Source records
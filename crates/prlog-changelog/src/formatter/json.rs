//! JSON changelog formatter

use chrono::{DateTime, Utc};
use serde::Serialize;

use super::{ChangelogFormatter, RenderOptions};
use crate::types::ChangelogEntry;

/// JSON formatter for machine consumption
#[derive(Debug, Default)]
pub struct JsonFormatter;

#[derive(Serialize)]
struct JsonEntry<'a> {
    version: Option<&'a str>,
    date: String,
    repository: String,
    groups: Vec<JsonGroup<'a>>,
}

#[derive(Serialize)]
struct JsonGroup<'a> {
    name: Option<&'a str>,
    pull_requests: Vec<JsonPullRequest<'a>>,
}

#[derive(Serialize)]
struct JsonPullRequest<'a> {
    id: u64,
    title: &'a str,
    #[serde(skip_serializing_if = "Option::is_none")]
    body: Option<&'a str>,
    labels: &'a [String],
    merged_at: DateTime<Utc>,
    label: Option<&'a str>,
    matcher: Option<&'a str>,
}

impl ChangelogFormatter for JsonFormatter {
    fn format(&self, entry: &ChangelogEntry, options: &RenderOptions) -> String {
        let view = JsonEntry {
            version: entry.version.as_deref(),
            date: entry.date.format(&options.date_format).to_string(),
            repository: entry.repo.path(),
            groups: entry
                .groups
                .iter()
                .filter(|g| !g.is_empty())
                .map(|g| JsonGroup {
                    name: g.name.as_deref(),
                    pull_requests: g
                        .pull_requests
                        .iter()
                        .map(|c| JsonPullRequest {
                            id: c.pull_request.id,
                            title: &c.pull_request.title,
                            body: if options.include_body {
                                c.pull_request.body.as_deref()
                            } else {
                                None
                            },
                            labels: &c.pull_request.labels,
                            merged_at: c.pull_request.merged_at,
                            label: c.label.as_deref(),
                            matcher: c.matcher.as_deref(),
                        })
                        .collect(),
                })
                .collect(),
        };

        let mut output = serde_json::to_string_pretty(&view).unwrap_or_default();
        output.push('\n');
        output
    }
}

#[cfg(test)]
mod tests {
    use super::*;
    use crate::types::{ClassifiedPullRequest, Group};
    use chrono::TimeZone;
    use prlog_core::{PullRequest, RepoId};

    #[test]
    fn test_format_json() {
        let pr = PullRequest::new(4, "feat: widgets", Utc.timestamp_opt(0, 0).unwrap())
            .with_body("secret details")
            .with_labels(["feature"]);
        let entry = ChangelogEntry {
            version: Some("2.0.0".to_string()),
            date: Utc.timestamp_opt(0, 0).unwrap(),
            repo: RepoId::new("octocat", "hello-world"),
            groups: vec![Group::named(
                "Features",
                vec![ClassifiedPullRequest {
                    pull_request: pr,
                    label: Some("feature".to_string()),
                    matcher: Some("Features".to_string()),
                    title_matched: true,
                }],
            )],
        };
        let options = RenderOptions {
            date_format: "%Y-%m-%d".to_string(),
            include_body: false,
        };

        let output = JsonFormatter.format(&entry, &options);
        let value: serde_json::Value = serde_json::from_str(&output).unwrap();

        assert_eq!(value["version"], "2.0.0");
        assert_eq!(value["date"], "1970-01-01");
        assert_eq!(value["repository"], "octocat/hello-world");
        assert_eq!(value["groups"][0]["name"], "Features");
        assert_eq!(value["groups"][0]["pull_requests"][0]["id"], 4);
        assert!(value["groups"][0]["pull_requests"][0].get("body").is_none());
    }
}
==
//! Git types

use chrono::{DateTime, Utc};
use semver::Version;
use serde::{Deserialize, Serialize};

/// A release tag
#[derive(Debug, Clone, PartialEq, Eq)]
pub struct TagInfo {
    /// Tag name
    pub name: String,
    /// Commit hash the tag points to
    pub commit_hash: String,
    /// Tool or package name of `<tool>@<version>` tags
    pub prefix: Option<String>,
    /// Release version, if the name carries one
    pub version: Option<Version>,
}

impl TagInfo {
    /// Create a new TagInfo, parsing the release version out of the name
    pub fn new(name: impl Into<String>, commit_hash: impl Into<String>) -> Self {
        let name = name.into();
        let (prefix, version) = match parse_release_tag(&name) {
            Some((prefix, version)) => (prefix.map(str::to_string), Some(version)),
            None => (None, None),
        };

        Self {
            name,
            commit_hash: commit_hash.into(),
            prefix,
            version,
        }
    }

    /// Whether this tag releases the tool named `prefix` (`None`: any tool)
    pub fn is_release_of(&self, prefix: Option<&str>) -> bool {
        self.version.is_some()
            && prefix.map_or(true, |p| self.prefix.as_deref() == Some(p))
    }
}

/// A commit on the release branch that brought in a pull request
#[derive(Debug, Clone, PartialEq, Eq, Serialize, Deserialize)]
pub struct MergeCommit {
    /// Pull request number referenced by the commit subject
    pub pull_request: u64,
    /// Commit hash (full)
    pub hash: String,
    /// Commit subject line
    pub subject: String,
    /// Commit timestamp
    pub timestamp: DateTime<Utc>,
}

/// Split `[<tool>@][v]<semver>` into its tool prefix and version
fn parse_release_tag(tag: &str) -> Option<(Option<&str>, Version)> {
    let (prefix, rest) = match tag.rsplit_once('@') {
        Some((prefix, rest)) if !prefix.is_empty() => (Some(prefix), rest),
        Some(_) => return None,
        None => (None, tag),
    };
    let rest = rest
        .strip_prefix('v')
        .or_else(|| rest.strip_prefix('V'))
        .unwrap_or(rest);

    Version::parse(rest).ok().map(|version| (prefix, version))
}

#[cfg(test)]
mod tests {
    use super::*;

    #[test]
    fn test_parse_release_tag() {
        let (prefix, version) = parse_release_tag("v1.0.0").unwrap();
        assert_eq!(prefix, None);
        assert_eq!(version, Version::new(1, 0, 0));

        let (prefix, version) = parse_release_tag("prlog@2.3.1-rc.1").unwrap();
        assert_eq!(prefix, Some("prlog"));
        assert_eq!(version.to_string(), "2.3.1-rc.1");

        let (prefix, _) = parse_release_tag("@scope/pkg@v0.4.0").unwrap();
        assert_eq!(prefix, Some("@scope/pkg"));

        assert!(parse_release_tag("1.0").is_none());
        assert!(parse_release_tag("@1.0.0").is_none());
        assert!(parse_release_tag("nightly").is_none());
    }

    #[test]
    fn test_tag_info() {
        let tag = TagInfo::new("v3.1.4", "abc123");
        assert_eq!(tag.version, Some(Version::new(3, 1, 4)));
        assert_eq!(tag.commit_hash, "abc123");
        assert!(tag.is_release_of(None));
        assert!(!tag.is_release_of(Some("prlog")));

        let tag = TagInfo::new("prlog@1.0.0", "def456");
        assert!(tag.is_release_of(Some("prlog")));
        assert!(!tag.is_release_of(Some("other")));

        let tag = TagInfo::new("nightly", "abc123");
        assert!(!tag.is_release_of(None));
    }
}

About this exercise
Taking the lines above, repeat exactly those from the line that contains "filename crates/prlog-changelog/src/formatter/json.rs" through the line that contains "for machine consumption", and both of those lines as well. Include nothing else.

Response area
filename crates/prlog-changelog/src/formatter/json.rs
//! JSON changelog formatter

use chrono::{DateTime, Utc};
use serde::Serialize;

use super::{ChangelogFormatter, RenderOptions};
use crate::types::ChangelogEntry;

/// JSON formatter for machine consumption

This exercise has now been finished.